A great deal more is needed, says Josselyn Midadje, a UNHCR protection officer leading the registration operation in Congo. “What is important to do to save human lives now is for the international community to turn their eyes to this crisis, and give it the same attention as the Libyan crisis, or the crisis in Syria that we talk about so much,” she insists.

“This South Sudan crisis is one nobody talks about. These are really harsh conditions for these people, and I think in terms of shelter, food and medicine, we need to intervene very quickly.”

Children, targeted by the militia, continue to struggle even if they have reached safety. Michael Agima, a 17-year-old who was top of his class in science and wanted to be an engineer, saw boys in his class kidnapped to be child soldiers. Once abducted, rebel commanders forced them to call on friends, tricking them to come out and be taken hostage as well. “I’m worried because I don’t think I can finish my schooling now,” he says. “But I could not stay there to be a soldier.”

“This South Sudan crisis is one nobody talks about.”

Victoria Miidie, 16, saw her friends being taken by the rebels, too. “Some were being raped, some were being forced to cook for the gunmen,” she says. “If you refuse maybe they cut off your head or shoot you dead there in the bush.”
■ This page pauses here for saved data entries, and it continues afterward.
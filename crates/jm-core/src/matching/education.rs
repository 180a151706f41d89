use std::sync::LazyLock;

use serde::{Deserialize, Serialize};

/// 求人に学歴要件があるのに候補者の学歴が空の場合のスコア
pub const MISSING_EDUCATION_SCORE: f64 = 0.4;
/// 候補者側に学位キーワードが見つからない場合のレベルスコア
const UNKNOWN_LEVEL_SCORE: f64 = 0.5;

/// キーワード → 学位レベル（大きいほど上位）。部分文字列で照合する
#[derive(Debug, Clone, PartialEq, Serialize, Deserialize)]
#[serde(transparent)]
pub struct EducationLevels {
    pub levels: Vec<(String, u8)>,
}

const BUILTIN_LEVELS: &[(&str, u8)] = &[
    ("phd", 5),
    ("doctorate", 5),
    ("master", 4),
    ("msc", 4),
    ("mtech", 4),
    ("mba", 4),
    ("m.e", 4),
    ("bachelor", 3),
    ("btech", 3),
    ("b.e", 3),
    ("bsc", 3),
    ("diploma", 2),
    ("certification", 1),
    ("certificate", 1),
];

static DEFAULT_LEVELS: LazyLock<EducationLevels> = LazyLock::new(|| EducationLevels {
    levels: BUILTIN_LEVELS
        .iter()
        .map(|(keyword, level)| ((*keyword).to_string(), *level))
        .collect(),
});

impl Default for EducationLevels {
    fn default() -> Self {
        (*DEFAULT_LEVELS).clone()
    }
}

impl EducationLevels {
    /// `text`（小文字化済み）に含まれるキーワードの最高レベル。なければ 0
    pub fn highest_in(&self, text: &str) -> u8 {
        self.levels
            .iter()
            .filter(|(keyword, _)| text.contains(keyword.as_str()))
            .map(|(_, level)| *level)
            .max()
            .unwrap_or(0)
    }
}

#[derive(Debug, Clone, Default)]
pub struct EducationScorer {
    levels: EducationLevels,
}

impl EducationScorer {
    pub fn new(levels: EducationLevels) -> Self {
        Self { levels }
    }

    /// キーワード一致率と学位レベル比較の高い方
    pub fn score(&self, candidate_education: &[String], job_keywords: &[String]) -> f64 {
        if job_keywords.is_empty() {
            return 1.0;
        }
        if candidate_education.is_empty() {
            return MISSING_EDUCATION_SCORE;
        }

        let lowered_lines: Vec<String> = candidate_education
            .iter()
            .map(|line| line.to_lowercase())
            .collect();
        let lowered_keywords: Vec<String> =
            job_keywords.iter().map(|kw| kw.to_lowercase()).collect();

        let candidate_level = lowered_lines
            .iter()
            .map(|line| self.levels.highest_in(line))
            .max()
            .unwrap_or(0);
        let required_level = lowered_keywords
            .iter()
            .map(|kw| self.levels.highest_in(kw))
            .max()
            .unwrap_or(0);

        let candidate_text = lowered_lines.join(" ");
        let keyword_hits = lowered_keywords
            .iter()
            .filter(|kw| candidate_text.contains(kw.as_str()))
            .count();
        let keyword_score = keyword_hits as f64 / lowered_keywords.len() as f64;

        let level_score = if candidate_level >= required_level {
            1.0
        } else if candidate_level > 0 {
            f64::from(candidate_level) / f64::from(required_level)
        } else {
            UNKNOWN_LEVEL_SCORE
        };

        keyword_score.max(level_score).clamp(0.0, 1.0)
    }
}

/// 組み込みのレベル表で採点する
pub fn calculate_education_score(candidate_education: &[String], job_keywords: &[String]) -> f64 {
    EducationScorer::default().score(candidate_education, job_keywords)
}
The trauma of the survivors is intense, and each is left to cope in their own way. In January, Justine Underete’s front room became a frontline during a gun battle in Yambio, when her husband was away. She took the children and fled to Congo, and has not heard from him since.

“The children miss their father,” she says. She pauses, lost in thought. “Sometimes, I hold my phone to my ear and pretend I’m talking to him. I tell them he says he’s coming soon. They say, ‘Oh good, ask him to bring us sweeties’. Of course I can’t tell them that I don’t even know if he is alive or dead.”